Public Review Issues

208	Proposed Update Unicode Technical Report #36, Unicode Security Considerations	2012.05.01
Status:	Open
Originator:	UTC
Informal Discussion:	Unicode Mail List (Join)
Formal Feedback:	Contact Form

Description of Issue:

This UTR is being prepared for an update to bring the IDNA 2008 references up to date. Public review and comment is invited on this draft.

There are significant additions and changes in the new proposed updates of these specifications. The definition of Restriction Levels has moved from UTR #36 to UTS #39, which also adds two new conformance clauses and specifications for Restriction Levels and mixed number detection, an amended specification for mixed script detection, and updates for Unicode 6.1.

There are several of review notes requesting feedback on particular issues. Please submit feedback on those and the rest of this document by May 1 for consideration at the UTC meeting on May 7.

For information about how to discuss this issue and how to supply formal feedback, please see the feedback and discussion instructions.

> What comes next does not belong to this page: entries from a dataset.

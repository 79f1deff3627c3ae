//! Disk image provisioning.
//!
//! An image moves through `Base -> FilesApplied -> InitBooted -> RunScriptApplied -> Final`.
//! Steps whose inputs are absent are skipped. A failure leaves the image in
//! whatever intermediate state it reached; no phase is rolled back.

use super::mount::{Direction, Mounter, copy_image_files};
use super::overlay::set_default_boot_action;
use crate::config::{RunSpec, WorkloadConfig};
use crate::core::context::Context;
use crate::core::error::{Error, Result};
use crate::distro::distro_for;
use crate::runner::{LaunchTarget, Runner, console::TeeHandler};
use std::io::Write;
use std::path::{Path, PathBuf};
use tempfile::NamedTempFile;

/// Provisioning phase an image has reached.
#[derive(Debug, Clone, Copy, PartialEq, Eq, PartialOrd, Ord)]
pub enum ProvisionState {
    Base,
    FilesApplied,
    InitBooted,
    RunScriptApplied,
    Final,
}

/// Produces a workload's disk image.
pub struct Provisioner<'a> {
    ctx: &'a Context,
    mounter: &'a dyn Mounter,
    runner: Option<&'a dyn Runner>,
}

impl<'a> Provisioner<'a> {
    /// `runner` boots images that carry a guest-init script.
    pub fn new(ctx: &'a Context, mounter: &'a dyn Mounter, runner: Option<&'a dyn Runner>) -> Self {
        Self {
            ctx,
            mounter,
            runner,
        }
    }

    /// Provision `config.img`.
    pub fn provision(&self, config: &WorkloadConfig) -> Result<ProvisionState> {
        let img = config.img.as_deref().ok_or_else(|| {
            Error::provision(format!("{}: no image to provision", config.name))
        })?;
        let distro = distro_for(config.distro);
        let mount_point = self.ctx.mount_point.as_path();

        match &config.base_img {
            Some(base) => {
                tracing::info!(base = %base.display(), img = %img.display(), "copying base image");
                if let Some(parent) = img.parent() {
                    std::fs::create_dir_all(parent)?;
                }
                std::fs::copy(base, img).map_err(|e| {
                    Error::provision(format!(
                        "failed to copy base image {}: {}",
                        base.display(),
                        e
                    ))
                })?;
            }
            None if !img.exists() => return Err(Error::FileNotFound(img.to_path_buf())),
            None => {}
        }
        self.advance(config, ProvisionState::Base);

        if !config.files.is_empty() {
            copy_image_files(self.mounter, mount_point, img, &config.files, Direction::In)?;
        }
        self.advance(config, ProvisionState::FilesApplied);

        if let Some(init) = &config.guest_init {
            if !init.exists() {
                return Err(Error::provision(format!(
                    "{}: guest-init script not found: {}",
                    config.name,
                    init.display()
                )));
            }
            set_default_boot_action(distro.as_ref(), self.mounter, mount_point, img, Some(init))?;
            self.boot_once(config, img)?;
            set_default_boot_action(distro.as_ref(), self.mounter, mount_point, img, None)?;
            self.advance(config, ProvisionState::InitBooted);
        }

        if let Some(run_spec) = &config.run_spec {
            let script = RunScript::resolve(run_spec)?;
            if !script.path().exists() {
                return Err(Error::provision(format!(
                    "{}: run script not found: {}",
                    config.name,
                    script.path().display()
                )));
            }
            set_default_boot_action(
                distro.as_ref(),
                self.mounter,
                mount_point,
                img,
                Some(script.path()),
            )?;
            self.advance(config, ProvisionState::RunScriptApplied);
        }

        Ok(self.advance(config, ProvisionState::Final))
    }

    /// Boot the image once and wait for the guest to halt.
    fn boot_once(&self, config: &WorkloadConfig, img: &Path) -> Result<()> {
        let runner = self
            .runner
            .ok_or_else(|| Error::feature_not_enabled("qemu (required to boot guest-init)"))?;
        tracing::info!(workload = %config.name, "booting image to run guest-init");
        let target = LaunchTarget {
            bin: config.bin.clone(),
            img: Some(img.to_path_buf()),
        };
        let mut console = TeeHandler::new();
        let result = runner.run(self.ctx, &target, &mut console)?;
        if !result.success {
            return Err(Error::provision(format!(
                "{}: guest-init boot under {} failed with exit code {}",
                config.name,
                runner.name(),
                result.exit_code
            )));
        }
        Ok(())
    }

    fn advance(&self, config: &WorkloadConfig, state: ProvisionState) -> ProvisionState {
        tracing::debug!(workload = %config.name, ?state, "provisioning");
        state
    }
}

/// Run script on the host: a named script, or a generated wrapper for a command.
enum RunScript {
    File(PathBuf),
    Generated(NamedTempFile),
}

impl RunScript {
    fn resolve(spec: &RunSpec) -> Result<Self> {
        match spec {
            RunSpec::Script(path) => Ok(RunScript::File(path.clone())),
            RunSpec::Command(command) => {
                let mut file = tempfile::Builder::new()
                    .prefix("run-command")
                    .suffix(".sh")
                    .tempfile()?;
                write!(file, "#!/bin/sh\n{}\n", command)?;
                file.flush()?;
                Ok(RunScript::Generated(file))
            }
        }
    }

    fn path(&self) -> &Path {
        match self {
            RunScript::File(path) => path,
            RunScript::Generated(file) => file.path(),
        }
    }
}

The accumulated feedback received so far on this issue is shown below, or you can look at a full page view.

The draft was updated on 2012-03-06.

Accumulated Feedback on PRI #208

(No feedback was received since the last meeting.)

Feedback on previous drafts of the review document is listed below

Date/Time: Tue Nov 22 18:20:36 CST 2011
Contact: verdy_p@wanadoo.fr
Name: Philippe Verdy
Report Type: Public Review Issue
Opt Subject: UTR#36 (Unicode security) 3.7.1 (PEP 383 Approach) error


The UTR#36 document (for lossless conversion to Unicode of other
encodings) says that PEP 383 uses the code points <0xD800 + byte
value> for any unmappable byte of a source encoding to map them to low
surrogates.

However PEP 383 actually uses (for its "unicodeescape" encoding) the
code points <0xDC00 + byte value>, i.e. high surrogates (with the
advantage that it is easier to detect them when converting back to the
original encoding, without having to look forward in the string, when
the generated Unicode string uses 16-bit code units, to see if it is
followed by a high surrogate representing a valid non-BMP character.

In its current implementation however, not all unmapped characters are
converted like this: if the source encoding is not based on ASCII
(that is always convertible to Unicode), the current Python
implementation of PEP 383 generates exceptions rather than converting
these bytes from 0x00..0x7F to 0xDC00..0xDCFF, but in fact the PEP383
approach is not required to do this.

The PEP 383 approach is usable independantly of the size of code units
through which the code points are represented, including if the
Unicode string uses 8-bit code units (i.e. this is still a valid
Unicode string, at the code point level, but this is not a valid
UTF-8).

But for this case, it would generate 3 bytes in the 8-bit Unicode
string for each unmapped byte of the original encoding, and a more
efficient but similar approach could as well map them in two bytes:

- <0xC0, 0x80 + (byte & 0x3F)> to represent these specially mapped isolated surrogate 
code points 0xDC00..0xDC3F that themselves represent the unmapped source bytes 0x00..0x3F;

- <0xC1, 0x80 + (byte & 0x3F)> to represent these specially mapped isolated surrogate 
code points 0xDC40..0xDC7F that themselves represent the unmapped source bytes 0x40..0x7F;

- <0xC2, 0x80 + (byte & 0x3F)> to represent these specially mapped isolated surrogate 
code points 0xDC80..0xDCBF that themselves represent the unmapped source bytes 0x80..0xBF;

- <0xC3, 0x80 + (byte & 0x3F)> to represent these specially mapped isolated surrogate 
code points 0xDCC0..0xDCFF that themselves represent the unmapped source bytes 0xC0..0xFF;

Nothing would be changed to PEP383 if the generated Unicode string uses 16-bit or 
32-bit code units. In all cases, the Unicode string will still enumerate the same 
number and values of code units at the Python programmatic level.

(This approach is similar to the approach used in Java for
(representing the NULL codepoint as <0xC0, 0x80> to allow lossless
(representation of valid Unicode strings, which will be internally
(represented as 16-bit code units at the programmatic Java level, but
(as 8-bit code units at the legacy JNI 8-bit interface or in network
(serialisations and for strings in compiled Java classes recognized by
(the class loader).